- Church: Roman Catholic Church
- See: Diocese of Dunblane
- In office: 1429–1446 x 1447
- Predecessor: William Stephani
- Successor: Robert Lauder
- Previous post(s): Dean of Dunblane

Orders
- Consecration: 1430 x 1431

Personal details
- Born: Probably late 14th century Probably Ochiltree, East Ayrshire
- Died: 1446 x 1447 Dunblane (?), Strathearn, Scotland

= Michael Ochiltree =

Scottish prelate and administrator

Michael Ochiltree [Ouchtre] (d. 1445 x 1447) was a 15th-century Scottish prelate and administrator. A close associate of King James I of Scotland, from the late 1410s he rose in rank from canon to Dean of Dunblane and then Bishop of Dunblane. Ochiltree was responsible for the coronation of King James II of Scotland, and he obtained a grant from the crown which allowed the comparatively small diocese of Dunblane to attain historically unprecedented viability.

==Biography==

===Early life===
He probably came from Ochiltree in East Ayrshire; according to one source, he was the son of a priest and an unmarried woman, though this is contradicted by another source that claims he was the son of a married man and an unmarried woman; he was however certainly regarded as illegitimate, and later had to gain a dispensation for his illegitimacy. As a young man, Ochiltree obtained a Bachelorate in Canon Law from the University of Paris. He became a canon of the diocese of Dunblane and held the vicarage of Strogeith by 1418.

===Early career===
Ochiltree was involved in a long dispute at the Papal curia over the deanery of Dunblane; his opponents were John Stewart and then John de Keremor. Bishop William Stephani had appointed Ochiltree as dean following the death of the previous dean, probably Donald de Bute; however, the pope appointed John Stewart, M.A., B.L., who was rector of the parish of Flysk and bastard son of King Robert II of Scotland.
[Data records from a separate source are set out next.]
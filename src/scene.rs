//! The scene manager.
//!
//! [`SceneManager`] owns everything the demo draws: the model-view stack, the
//! follow camera, the player, the light and material tables and the props.
//! It never touches the GPU. Each frame [`SceneManager::build_frame`] walks the
//! scene with the transform stack and records a [`Frame`]: the projection, the
//! eye-space light, and one model-view matrix per draw. The renderer uploads
//! and draws that.

use cgmath::{Deg, Matrix3, Matrix4, Point3, SquareMatrix, Vector3};
use serde::Deserialize;

use crate::{
    camera::{Camera, Projection},
    config::{CameraConfig, Config},
    data_structures::{instance::InstanceRaw, model_view::ModelViewStack},
    error::SceneError,
    movement::{move_forward, move_right},
    pipelines::light::{Light, LightUniform, Material},
    player::Player,
};

/// Every object in the demo is drawn with the single loaded mesh.
pub const CUBE_MESH: usize = 0;

/// A textured cube placed in the world.
#[derive(Debug, Clone, Copy, PartialEq, Deserialize)]
#[serde(default)]
pub struct Prop {
    pub texture: usize,
    pub material: usize,
    pub translation: [f32; 3],
    /// Degrees about +Y.
    pub rotation_y: f32,
    pub scale: [f32; 3],
}

impl Default for Prop {
    fn default() -> Self {
        Self {
            texture: 0,
            material: 0,
            translation: [0.0; 3],
            rotation_y: 0.0,
            scale: [1.0; 3],
        }
    }
}

impl Prop {
    /// The ground plane followed by a few crates along the track.
    pub fn default_layout() -> Vec<Prop> {
        let ground = Prop {
            translation: [-5.0, -0.1, -100.0],
            scale: [20.0, 0.1, 200.0],
            ..Default::default()
        };
        let crates = [
            ([-3.0, 0.5, -12.0], 0.0),
            ([4.0, 0.5, -20.0], 30.0),
            ([-8.0, 0.5, -35.0], 45.0),
            ([2.0, 1.0, -50.0], 10.0),
        ]
        .into_iter()
        .map(|(translation, rotation_y)| Prop {
            texture: 1,
            translation,
            rotation_y,
            scale: [translation[1]; 3],
            ..Default::default()
        });
        std::iter::once(ground).chain(crates).collect()
    }
}

#[derive(Debug, Clone, Copy, PartialEq)]
pub struct DrawCall {
    pub mesh: usize,
    pub texture: usize,
    pub material: usize,
    pub modelview: Matrix4<f32>,
}

#[derive(Debug, Clone, Copy, PartialEq)]
pub struct SkyboxDraw {
    pub mesh: usize,
    pub modelview: Matrix4<f32>,
}

/// Everything the renderer needs for one frame.
#[derive(Debug, Clone, PartialEq)]
pub struct Frame {
    pub projection: Matrix4<f32>,
    pub clear_colour: wgpu::Color,
    pub skybox: SkyboxDraw,
    pub light: LightUniform,
    pub draws: Vec<DrawCall>,
}

impl Frame {
    /// Instance rows in draw order: the skybox at row 0, then one row per draw.
    pub fn instance_rows(&self) -> Vec<InstanceRaw> {
        std::iter::once(&self.skybox.modelview)
            .chain(self.draws.iter().map(|draw| &draw.modelview))
            .map(InstanceRaw::from_modelview)
            .collect()
    }
}

#[derive(Debug)]
pub struct SceneManager {
    mv_stack: ModelViewStack,
    camera: Camera,
    camera_config: CameraConfig,
    projection: Projection,
    player: Player,
    player_texture: usize,
    player_material: usize,
    lights: Vec<Light>,
    light_eye_position: [f32; 4],
    materials: Vec<Material>,
    props: Vec<Prop>,
    skybox_scale: f32,
    clear_colour: wgpu::Color,
}

impl SceneManager {
    /// Set up the scene described by `config`.
    ///
    /// Texture and material references are checked against the configured
    /// tables, so every later draw refers to something that exists.
    pub fn new(config: &Config) -> Result<Self, SceneError> {
        if config.lights.is_empty() {
            return Err(SceneError::NoLights);
        }
        let texture_count = config.assets.textures.len();
        let material_count = config.materials.len();
        let references = config
            .props
            .iter()
            .map(|prop| (prop.texture, prop.material))
            .chain(std::iter::once((config.player.texture, config.player.material)));
        for (texture, material) in references {
            if texture >= texture_count {
                return Err(SceneError::UnknownTexture(texture));
            }
            if material >= material_count {
                return Err(SceneError::UnknownMaterial(material));
            }
        }

        let [r, g, b, a] = config.clear_colour;
        let camera = &config.camera;
        Ok(Self {
            mv_stack: ModelViewStack::new(),
            camera: Camera::default(),
            camera_config: camera.clone(),
            projection: Projection::new(
                config.window.width,
                config.window.height,
                Deg(camera.fovy),
                camera.znear,
                camera.zfar,
            ),
            player: Player::new(config.player.start.into(), Deg(config.player.rotation)),
            player_texture: config.player.texture,
            player_material: config.player.material,
            lights: config.lights.clone(),
            light_eye_position: config.lights[0].position,
            materials: config.materials.clone(),
            props: config.props.clone(),
            skybox_scale: config.skybox_scale,
            clear_colour: wgpu::Color { r, g, b, a },
        })
    }

    /// Start a frame: collapse the stack to the camera's view matrix and
    /// return the projection.
    pub fn init_rendering(&mut self) -> Matrix4<f32> {
        self.mv_stack.reset(Matrix4::identity());
        self.init_camera();
        self.projection.calc_matrix()
    }

    /// Place the camera behind and above the player and load its view matrix
    /// into the top of the stack.
    pub fn init_camera(&mut self) {
        self.camera.follow(
            self.player.position(),
            self.player.rotation(),
            self.camera_config.follow_distance,
            self.camera_config.follow_height,
        );
        self.mv_stack.set_top(self.camera.view_matrix());
    }

    pub fn clear_colour(&self) -> wgpu::Color {
        self.clear_colour
    }

    /// Record the skybox transform: the view's rotation only, so the box stays
    /// centred on the eye, scaled to sit just beyond the near plane.
    pub fn render_skybox(&mut self) -> SkyboxDraw {
        let scale = self.skybox_scale;
        self.mv_stack.scoped(|stack| {
            let top = stack.top();
            let rotation_only =
                Matrix3::from_cols(top.x.truncate(), top.y.truncate(), top.z.truncate());
            stack.set_top(Matrix4::from(rotation_only));
            stack.scale(Vector3::new(scale, scale, scale));
            SkyboxDraw {
                mesh: CUBE_MESH,
                modelview: *stack.top(),
            }
        })
    }

    /// Transform the first light into eye space with the current top of the
    /// stack and return its uniform.
    pub fn set_lights(&mut self) -> LightUniform {
        let light = &self.lights[0];
        let eye = *self.mv_stack.top() * cgmath::Vector4::from(light.position);
        self.light_eye_position = eye.into();
        LightUniform::new(light, self.light_eye_position)
    }

    /// Record one draw per prop and one for the player.
    pub fn render_objects(&mut self) -> Vec<DrawCall> {
        let mut draws = Vec::with_capacity(self.props.len() + 1);
        for prop in &self.props {
            let modelview = self.mv_stack.scoped(|stack| {
                stack.translate(prop.translation.into());
                stack.rotate(Vector3::unit_y(), Deg(prop.rotation_y));
                stack.scale(prop.scale.into());
                *stack.top()
            });
            draws.push(DrawCall {
                mesh: CUBE_MESH,
                texture: prop.texture,
                material: prop.material,
                modelview,
            });
        }

        let position = self.player.position();
        let rotation = self.player.rotation();
        let modelview = self.mv_stack.scoped(|stack| {
            stack.translate(Vector3::new(position.x, position.y, position.z));
            stack.rotate(Vector3::unit_y(), rotation);
            stack.rotate(Vector3::unit_x(), Deg(180.0));
            stack.rotate(Vector3::unit_z(), Deg(180.0));
            *stack.top()
        });
        draws.push(DrawCall {
            mesh: CUBE_MESH,
            texture: self.player_texture,
            material: self.player_material,
            modelview,
        });
        draws
    }

    pub fn build_frame(&mut self) -> Frame {
        let projection = self.init_rendering();
        let skybox = self.render_skybox();
        let light = self.set_lights();
        let draws = self.render_objects();
        debug_assert_eq!(self.mv_stack.depth(), 1, "unbalanced model-view stack");
        Frame {
            projection,
            clear_colour: self.clear_colour,
            skybox,
            light,
            draws,
        }
    }

    /// Turn the player. Positive deltas turn left.
    pub fn update_player_r(&mut self, delta: f32) {
        self.player.set_rotation(self.player.rotation() - Deg(delta));
    }

    pub fn move_player_forward(&mut self, d: f32) {
        let moved = move_forward(self.player.position(), self.player.rotation(), d);
        self.player.set_position(moved);
    }

    pub fn move_player_right(&mut self, d: f32) {
        let moved = move_right(self.player.position(), self.player.rotation(), d);
        self.player.set_position(moved);
    }

    pub fn move_player_up(&mut self, d: f32) {
        let p = self.player.position();
        self.player.set_position(Point3::new(p.x, p.y + d, p.z));
    }

    pub fn resize(&mut self, width: u32, height: u32) {
        self.projection.resize(width, height);
    }

    pub fn player(&self) -> &Player {
        &self.player
    }

    pub fn camera(&self) -> &Camera {
        &self.camera
    }

    pub fn lights(&self) -> &[Light] {
        &self.lights
    }

    /// Eye-space position of the first light as of the last `set_lights`.
    pub fn light_eye_position(&self) -> [f32; 4] {
        self.light_eye_position
    }

    pub fn materials(&self) -> &[Material] {
        &self.materials
    }

    pub fn props(&self) -> &[Prop] {
        &self.props
    }

    pub fn stack_depth(&self) -> usize {
        self.mv_stack.depth()
    }
}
Litigation proceeded at Rome. John gave up his claim after 22 September 1421; but, according to the reconstruction of James Hutchison Cockburn, rumours that Ochiltree had been appointed Bishop of the Isles (Sodor) led to John de Keremor petitioning for the vacant deanery. This confusion was apparently produced when a Michael Anchire, priest of the Archdiocese of Dublin, was provided to the see of Sodor. Even if Cockburn is wrong, Keremor was definitely unsuccessful, and Ochiltree retained the deanery.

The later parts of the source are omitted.